After Her Firing, Jill Abramson Speaks To Millennials

It’s been one week since Jill Abramson, former executive editor of the “New York Times,” was fired. In the blogosphere, the dust seems to be settling. From the confused and vague early articles to a firestorm of dialogue about gender inequality in the workplace that raged for days, the conversation now resembles an analysis of John F. Kennedy’s assassination, with Dean Banquet’s wall-punching standing in for the Grassy Knoll and the words “brusque” and “pushy” standing in for Lee Harvey Oswalt and the mysterious possibility of a second shooter.

At this point, I’ve read dozens of articles. Many are thoughtful and intriguing; they’ve made me angry, they’ve made me sad. And now the record just seems to be spinning and spinning long after the music has stopped.
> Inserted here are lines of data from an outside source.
//! Display preference persistence: JSON save/load across restarts.
//!
//! Only the theme flag is stored; signals are always fetched fresh.

use std::path::Path;

use serde::{Deserialize, Serialize};

use crate::app::AppState;
use crate::theme::ThemeMode;

#[derive(Debug, Default, PartialEq, Eq, Serialize, Deserialize)]
#[serde(default)]
pub struct PersistedState {
    pub theme: ThemeMode,
}

/// Load persisted state from disk. Returns defaults if file is missing or corrupt.
pub fn load(path: &Path) -> PersistedState {
    match std::fs::read_to_string(path) {
        Ok(content) => serde_json::from_str(&content).unwrap_or_default(),
        Err(_) => PersistedState::default(),
    }
}

/// Save persisted state to disk. Creates parent directories if needed.
pub fn save(path: &Path, state: &PersistedState) -> anyhow::Result<()> {
    if let Some(parent) = path.parent() {
        std::fs::create_dir_all(parent)?;
    }
    let json = serde_json::to_string_pretty(state)?;
    std::fs::write(path, json)?;
    Ok(())
}

pub fn extract(app: &AppState) -> PersistedState {
    PersistedState {
        theme: app.theme_mode,
    }
}

pub fn apply(app: &mut AppState, state: PersistedState) {
    app.theme_mode = state.theme;
}
//! Deck configuration: where documents come from and which timeframes to read.
//!
//! Stored as TOML:
//!
//! ```toml
//! timeframes = ["1h", "8h", "1d"]
//!
//! [source]
//! kind = "fs"            # or "http"
//! root = "site"          # directory for fs, base URL for http
//! timeout_secs = 10
//!
//! [layout]               # optional path template overrides
//! main = "assets/pairs/{symbol}/data-{symbol}.json"
//! ```

use serde::{Deserialize, Serialize};
use std::path::{Path, PathBuf};
use std::time::Duration;
use thiserror::Error;

use signaldeck_core::default_timeframes;

use crate::source::{DocumentSource, FetchError, FsSource, HttpSource, SourceLayout};

#[derive(Debug, Error)]
pub enum ConfigError {
    #[error("read config file {path}: {source}")]
    Read {
        path: PathBuf,
        #[source]
        source: std::io::Error,
    },

    #[error("parse config TOML: {0}")]
    Parse(#[from] toml::de::Error),

    #[error("invalid config: {0}")]
    Invalid(String),

    #[error("cannot build document source: {0}")]
    Source(#[from] FetchError),
}

#[derive(Debug, Clone, Copy, PartialEq, Eq, Default, Serialize, Deserialize)]
#[serde(rename_all = "lowercase")]
pub enum SourceKind {
    #[default]
    Fs,
    Http,
}

#[derive(Debug, Clone, PartialEq, Eq, Serialize, Deserialize)]
#[serde(default)]
pub struct SourceConfig {
    pub kind: SourceKind,
    /// Directory for `fs`, base URL for `http`.
    pub root: String,
    pub timeout_secs: u64,
}

impl Default for SourceConfig {
    fn default() -> Self {
        Self {
            kind: SourceKind::Fs,
            root: ".".into(),
            timeout_secs: 10,
        }
    }
}

#[derive(Debug, Clone, PartialEq, Eq, Serialize, Deserialize)]
#[serde(default)]
pub struct DeckConfig {
    /// Ascending horizon order; later entries dominate aggregation.
    pub timeframes: Vec<String>,
    pub source: SourceConfig,
    pub layout: SourceLayout,
}

impl Default for DeckConfig {
    fn default() -> Self {
        Self {
            timeframes: default_timeframes(),
            source: SourceConfig::default(),
            layout: SourceLayout::default(),
        }
    }
}

impl DeckConfig {
    /// Load a config from a TOML file.
    pub fn from_file(path: &Path) -> Result<Self, ConfigError> {
        let content = std::fs::read_to_string(path).map_err(|e| ConfigError::Read {
            path: path.to_path_buf(),
            source: e,
        })?;
        Self::from_toml(&content)
    }

    /// Parse and validate a config from a TOML string.
    pub fn from_toml(content: &str) -> Result<Self, ConfigError> {
        let config: Self = toml::from_str(content)?;
        config.validate()?;
        Ok(config)
    }

    /// Point at a local site directory.
    pub fn for_dir(mut self, dir: impl Into<String>) -> Self {
        self.source.kind = SourceKind::Fs;
        self.source.root = dir.into();
        self
    }

    /// Point at a web server.
    pub fn for_url(mut self, url: impl Into<String>) -> Self {
        self.source.kind = SourceKind::Http;
        self.source.root = url.into();
        self
    }

    pub fn validate(&self) -> Result<(), ConfigError> {
        if self.timeframes.is_empty() {
            return Err(ConfigError::Invalid("timeframes must not be empty".into()));
        }
        if let Some(tf) = self.timeframes.iter().find(|t| t.trim().is_empty()) {
            return Err(ConfigError::Invalid(format!("blank timeframe code {tf:?}")));
        }
        if self.source.root.trim().is_empty() {
            return Err(ConfigError::Invalid("source.root must not be empty".into()));
        }
        if self.source.kind == SourceKind::Http {
            if self.source.timeout_secs == 0 {
                return Err(ConfigError::Invalid("source.timeout_secs must be positive".into()));
            }
            if !(self.source.root.starts_with("http://") || self.source.root.starts_with("https://")) {
                return Err(ConfigError::Invalid(format!(
                    "source.root must be an http(s) URL for kind = \"http\", got {:?}",
                    self.source.root
                )));
            }
        }
        Ok(())
    }

    /// Build the configured document source.
    pub fn build_source(&self) -> Result<Box<dyn DocumentSource>, ConfigError> {
        self.validate()?;
        let source: Box<dyn DocumentSource> = match self.source.kind {
            SourceKind::Fs => {
                Box::new(FsSource::new(&self.source.root).with_layout(self.layout.clone()))
            }
            SourceKind::Http => Box::new(
                HttpSource::new(&self.source.root, Duration::from_secs(self.source.timeout_secs))?
                    .with_layout(self.layout.clone()),
            ),
        };
        Ok(source)
    }
}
When I sat down to write this article, I stared at the blank page and wondered what I could say that hasn’t already been thought of, published, quoted, and subsequently beaten to death.
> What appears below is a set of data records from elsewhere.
//! Theme tokens for the SignalDeck TUI.
//!
//! Two palettes share one set of roles:
//! - **Accent**: focus, highlights, section titles
//! - **Positive**: bullish trend, buy action
//! - **Negative**: bearish trend, sell action, errors
//! - **Warning**: wait action, medium confidence, alerts
//! - **Neutral**: neutral trend, secondary info
//! - **Muted**: labels, disabled text

use ratatui::style::{Color, Modifier, Style};
use serde::{Deserialize, Serialize};
use signaldeck_core::{Action, ConfidenceLevel, Trend};

/// Persisted display preference.
#[derive(Debug, Clone, Copy, PartialEq, Eq, Default, Serialize, Deserialize)]
#[serde(rename_all = "lowercase")]
pub enum ThemeMode {
    #[default]
    Dark,
    Light,
}

impl ThemeMode {
    pub fn toggle(self) -> Self {
        match self {
            ThemeMode::Dark => ThemeMode::Light,
            ThemeMode::Light => ThemeMode::Dark,
        }
    }

    pub fn label(self) -> &'static str {
        match self {
            ThemeMode::Dark => "dark",
            ThemeMode::Light => "light",
        }
    }
}

#[derive(Debug, Clone, Copy)]
pub struct Theme {
    pub background: Color,
    pub accent: Color,
    pub positive: Color,
    pub negative: Color,
    pub warning: Color,
    pub neutral: Color,
    pub muted: Color,
    pub text_primary: Color,
    pub text_secondary: Color,
}

impl Default for Theme {
    fn default() -> Self {
        Self::dark()
    }
}

impl Theme {
    pub fn for_mode(mode: ThemeMode) -> Self {
        match mode {
            ThemeMode::Dark => Self::dark(),
            ThemeMode::Light => Self::light(),
        }
    }

    /// Neon accents on a near-black background.
    pub fn dark() -> Self {
        Self {
            background: Color::Rgb(18, 18, 20),
            accent: Color::Rgb(0, 255, 255),
            positive: Color::Rgb(0, 255, 128),
            negative: Color::Rgb(255, 20, 147),
            warning: Color::Rgb(255, 140, 0),
            neutral: Color::Rgb(147, 112, 219),
            muted: Color::Rgb(100, 149, 237),
            text_primary: Color::White,
            text_secondary: Color::Rgb(170, 170, 170),
        }
    }

    /// Saturated mid-tones that stay readable on a white background.
    pub fn light() -> Self {
        Self {
            background: Color::Rgb(250, 250, 247),
            accent: Color::Rgb(0, 110, 140),
            positive: Color::Rgb(0, 135, 60),
            negative: Color::Rgb(190, 20, 70),
            warning: Color::Rgb(185, 95, 0),
            neutral: Color::Rgb(100, 70, 170),
            muted: Color::Rgb(90, 100, 120),
            text_primary: Color::Rgb(20, 20, 24),
            text_secondary: Color::Rgb(80, 80, 80),
        }
    }

    pub fn base(&self) -> Style {
        Style::default().fg(self.text_primary).bg(self.background)
    }

    pub fn accent_style(&self) -> Style {
        Style::default().fg(self.accent)
    }

    pub fn accent_bold(&self) -> Style {
        self.accent_style().add_modifier(Modifier::BOLD)
    }

    pub fn muted_style(&self) -> Style {
        Style::default().fg(self.muted)
    }

    pub fn text_style(&self) -> Style {
        Style::default().fg(self.text_primary)
    }

    pub fn warning_style(&self) -> Style {
        Style::default().fg(self.warning)
    }

    pub fn negative_style(&self) -> Style {
        Style::default().fg(self.negative)
    }

    pub fn panel_border(&self, focused: bool) -> Style {
        if focused {
            self.accent_style()
        } else {
            self.muted_style()
        }
    }

    pub fn trend_color(&self, trend: Trend) -> Color {
        match trend {
            Trend::Bullish => self.positive,
            Trend::Bearish => self.negative,
            Trend::Neutral => self.neutral,
        }
    }

    pub fn action_color(&self, action: Action) -> Color {
        match action {
            Action::Buy => self.positive,
            Action::Sell => self.negative,
            Action::Wait => self.warning,
        }
    }

    pub fn confidence_color(&self, level: ConfidenceLevel) -> Color {
        match level {
            ConfidenceLevel::High => self.positive,
            ConfidenceLevel::Medium => self.warning,
            ConfidenceLevel::Low => self.muted,
        }
    }

    /// `Some(true)` present, `Some(false)` absent, `None` unknown.
    pub fn availability_color(&self, available: Option<bool>) -> Color {
        match available {
            Some(true) => self.positive,
            Some(false) => self.negative,
            None => self.muted,
        }
    }
}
Hoping for some inspiration, I dug up the commencement speech Abramson delivered to the graduating seniors of Wake Forest University on Monday, May 19. (You can find the video and transcript here.) By design, commencement speeches are meant to be inspiringI was in luck! Undoubtedly, when Abramson was invited to speak, her inclusion in the ceremony was a no-brainer. After all, she was a powerful woman at the helm of one of the most influential newspapers in the world. But following her abrupt, cold firing, it suddenly threatened to be a painful speedbump on a long tumble down.

“President Hatch suggested that I speak to you today about resilience, and I’m going to take his wise counsel,” Abramson began. With messy copper-colored hair and minimal makeup, Abramson stood before the rustling sea of black robes and caps and spoke about the parents and adults who offer young people guidance, about resilience, and about opportunities to speak truth to power, all in a distinctive voice that was mercilessly mocked by at least one “New York Times” staffer. In the face of a devastating professional setback, Abramson’s tone remained calm, ironic and even playful. In particularly powerful moment, Abramson looked up from her notes and addressed the audience directly.
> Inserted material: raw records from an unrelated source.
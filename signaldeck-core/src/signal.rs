//! Canonical signal record and its derived enums.
//!
//! Every display field is a plain `String` carrying `"N/A"` when the upstream
//! document did not provide it, so renderers never branch on presence.
//! `trend` and `action` are always derived from free-text upstream fields and
//! never copied from an upstream enum.

use std::fmt;

use serde::{Deserialize, Deserializer, Serialize, Serializer};

use crate::coalesce::NOT_AVAILABLE;

/// Market direction derived from `classification.type`.
#[derive(Debug, Clone, Copy, PartialEq, Eq, Hash, Serialize, Deserialize)]
#[serde(rename_all = "lowercase")]
pub enum Trend {
    Bullish,
    Bearish,
    Neutral,
}

impl Trend {
    pub const ALL: [Trend; 3] = [Trend::Bullish, Trend::Bearish, Trend::Neutral];

    /// Keyword match on the upper-cased classification type.
    pub fn from_classification(kind: &str) -> Self {
        let kind = kind.to_uppercase();
        if kind.contains("BULLISH") || kind.contains("BUY") {
            Trend::Bullish
        } else if kind.contains("BEARISH") || kind.contains("SELL") {
            Trend::Bearish
        } else {
            Trend::Neutral
        }
    }

    pub fn as_str(self) -> &'static str {
        match self {
            Trend::Bullish => "bullish",
            Trend::Bearish => "bearish",
            Trend::Neutral => "neutral",
        }
    }

    pub fn is_neutral(self) -> bool {
        self == Trend::Neutral
    }
}

impl fmt::Display for Trend {
    fn fmt(&self, f: &mut fmt::Formatter<'_>) -> fmt::Result {
        f.write_str(self.as_str())
    }
}

/// Recommended action derived from `recommendation.action`.
#[derive(Debug, Clone, Copy, PartialEq, Eq, Hash, Serialize, Deserialize)]
#[serde(rename_all = "lowercase")]
pub enum Action {
    Buy,
    Sell,
    Wait,
}

impl Action {
    pub const ALL: [Action; 3] = [Action::Buy, Action::Sell, Action::Wait];

    /// Keyword match on the upper-cased recommendation action.
    pub fn from_recommendation(action: &str) -> Self {
        let action = action.to_uppercase();
        if action.contains("BUY") || action.contains("LONG") {
            Action::Buy
        } else if action.contains("SELL") || action.contains("SHORT") {
            Action::Sell
        } else {
            Action::Wait
        }
    }

    pub fn as_str(self) -> &'static str {
        match self {
            Action::Buy => "buy",
            Action::Sell => "sell",
            Action::Wait => "wait",
        }
    }

    pub fn is_wait(self) -> bool {
        self == Action::Wait
    }
}

impl fmt::Display for Action {
    fn fmt(&self, f: &mut fmt::Formatter<'_>) -> fmt::Result {
        f.write_str(self.as_str())
    }
}

/// Provenance of a signal within one refresh cycle.
#[derive(Debug, Clone, Copy, PartialEq, Eq, Hash, Serialize, Deserialize)]
#[serde(rename_all = "lowercase")]
pub enum DataType {
    /// Normalized from the per-pair main document.
    Main,
    /// Normalized from one per-timeframe document.
    Timeframe,
    /// Composite of several timeframe signals.
    Aggregated,
    /// Synthetic placeholder used when nothing could be resolved.
    Sample,
}

impl DataType {
    pub fn as_str(self) -> &'static str {
        match self {
            DataType::Main => "main",
            DataType::Timeframe => "timeframe",
            DataType::Aggregated => "aggregated",
            DataType::Sample => "sample",
        }
    }
}

impl fmt::Display for DataType {
    fn fmt(&self, f: &mut fmt::Formatter<'_>) -> fmt::Result {
        f.write_str(self.as_str())
    }
}

/// Ordered confidence ladder used when combining timeframes.
#[derive(Debug, Clone, Copy, PartialEq, Eq, PartialOrd, Ord, Hash)]
pub enum ConfidenceLevel {
    Low,
    Medium,
    High,
}

impl ConfidenceLevel {
    /// The level a free-text confidence value mentions (case-insensitive).
    /// Text mentioning neither "high" nor "medium" counts as `Low`.
    pub fn mentioned_in(text: &str) -> Self {
        let text = text.to_lowercase();
        if text.contains("high") {
            ConfidenceLevel::High
        } else if text.contains("medium") {
            ConfidenceLevel::Medium
        } else {
            ConfidenceLevel::Low
        }
    }

    /// Ratchet: never returns a level below `self`.
    pub fn raise(self, other: ConfidenceLevel) -> Self {
        self.max(other)
    }

    pub fn as_str(self) -> &'static str {
        match self {
            ConfidenceLevel::Low => "LOW",
            ConfidenceLevel::Medium => "MEDIUM",
            ConfidenceLevel::High => "HIGH",
        }
    }
}

/// A count that may be unknown. Serializes as a number or `"N/A"`.
#[derive(Debug, Clone, Copy, PartialEq, Eq, Default)]
pub enum Count {
    Known(usize),
    #[default]
    NotAvailable,
}

impl fmt::Display for Count {
    fn fmt(&self, f: &mut fmt::Formatter<'_>) -> fmt::Result {
        match self {
            Count::Known(n) => write!(f, "{n}"),
            Count::NotAvailable => f.write_str(NOT_AVAILABLE),
        }
    }
}

impl Serialize for Count {
    fn serialize<S: Serializer>(&self, serializer: S) -> Result<S::Ok, S::Error> {
        match self {
            Count::Known(n) => serializer.serialize_u64(*n as u64),
            Count::NotAvailable => serializer.serialize_str(NOT_AVAILABLE),
        }
    }
}

impl<'de> Deserialize<'de> for Count {
    fn deserialize<D: Deserializer<'de>>(deserializer: D) -> Result<Self, D::Error> {
        #[derive(Deserialize)]
        #[serde(untagged)]
        enum Raw {
            Number(u64),
            Text(String),
        }
        Ok(match Raw::deserialize(deserializer)? {
            Raw::Number(n) => Count::Known(n as usize),
            Raw::Text(text) => text.trim().parse().map_or(Count::NotAvailable, Count::Known),
        })
    }
}

#[derive(Debug, Clone, PartialEq, Serialize, Deserialize)]
pub struct Classification {
    #[serde(rename = "type")]
    pub kind: String,
    pub confidence: String,
    pub confluence_score: String,
    pub win_rate: String,
}

#[derive(Debug, Clone, PartialEq, Serialize, Deserialize)]
pub struct Recommendation {
    pub action: String,
    pub entry_range: String,
    pub targets: String,
    pub stop_loss: String,
    pub risk_reward_ratio: String,
}

#[derive(Debug, Clone, PartialEq, Serialize, Deserialize)]
pub struct PositionSizing {
    pub confidence_tier: String,
    pub position_size: String,
    pub portfolio_risk: String,
}

#[derive(Debug, Clone, PartialEq, Serialize, Deserialize)]
pub struct TechnicalAnalysis {
    pub primary_timeframe: String,
    pub trend: String,
    pub volume_confirmation: String,
    pub pattern_strength: String,
}

#[derive(Debug, Clone, PartialEq, Serialize, Deserialize)]
pub struct RiskManagement {
    pub stop_loss_type: String,
    pub reward_targets: Count,
    pub exit_strategy: String,
    pub max_drawdown: String,
}

/// One normalized trading recommendation for a pair.
#[derive(Debug, Clone, PartialEq, Serialize, Deserialize)]
pub struct Signal {
    pub pair: String,
    /// Present only for per-timeframe signals.
    #[serde(default, skip_serializing_if = "Option::is_none")]
    pub timeframe: Option<String>,
    /// ISO-8601 timestamp.
    pub timestamp: String,
    pub classification: Classification,
    pub recommendation: Recommendation,
    pub position_sizing: PositionSizing,
    pub technical_analysis: TechnicalAnalysis,
    pub risk_management: RiskManagement,
    pub reasoning: String,
    pub trend: Trend,
    pub action: Action,
    #[serde(rename = "dataType")]
    pub data_type: DataType,
}

impl Signal {
    /// Retag provenance. Consumes `self`; signals are never edited in place
    /// once published.
    pub fn with_data_type(mut self, data_type: DataType) -> Self {
        self.data_type = data_type;
        self
    }

    pub fn confidence_level(&self) -> ConfidenceLevel {
        ConfidenceLevel::mentioned_in(&self.classification.confidence)
    }

    /// Short human label: `BTC-USDT` or `BTC-USDT 1h`.
    pub fn label(&self) -> String {
        match &self.timeframe {
            Some(tf) => format!("{} {tf}", self.pair),
            None => self.pair.clone(),
        }
    }
}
“A couple of students I was talking to last night after I arrived, they know that I have some tattoos. One of them asked me, ‘Are you gonna get that ‘Times’ ‘T’ that you have tattooed on your back removed?’” Abramson eyed the audience intensely, leaning up over the podium toward them to emphasize her next statement. “Not a chance!”

Throughout the speech, Abramson spoke highly of The New York Times, calling it an “important and irreplaceable institution,” and spoke with wry humor and empathy, at times drawing laughter from the audience. She distilled all of the complicated unfairness of newsroom personalities and gender politics into the simple experience of rejection, not too unlike being dumped or facing the “last one in, first one out” downsizing practices many companies have resorted to during this recession. “What’s next for me?” she asked. “I don’t know. So I’m in exactly the same boat as many of you.”

Abramson’s speech at Wake Forest marked her first public statements following her firing. Although the circumstances undoubtedly dictated what Abramson was able to say, her unruffled remarks were a welcome relief from the frankly depressing (though undoubtedly accurate) depictions of women in the newspaper industry. In an article published in Slate, Amanda Hess wrote,

As Times staffers absorbed Abramson’s speech [about inspiring role models, some female], some younger female reporters looked around and realized that they couldn’t summon a similarly robust list of female compatriots. So they formed the ‘Old Girls Club,’ an occasional after-work happy hour meant to forge relationships between junior women across the paper, which has grown to include some 40 women. They invited Abramson to attend. To their surprise, she turned up at the noisy Manhattan bar, leaned in close, answered every one of their questions, and told dishy anecdotes about how she’s dealt with men who projected their own biases onto her work.

The article, which characterizes the uncertainty and loneliness of working in an aggressively male dominated industry, was entitled “Jill Abramson was everything to young women at the ‘New York Times.’” Citing Abramson’s trailblazing efforts to increase the ‘Times’’ coverage of and staff inclusion of women and people of color, Hess (and many others) identify Abramson as a powerhouse woman whose time was cut short by the inevitable, unforgiving, Catch-22 machinations of gender inequality. I think that Hess and others are correct in their assessment of the situation. But I have something to add: Though Jill Abramson might have been a source of strength and a rare female role model for women, she cannot be everything.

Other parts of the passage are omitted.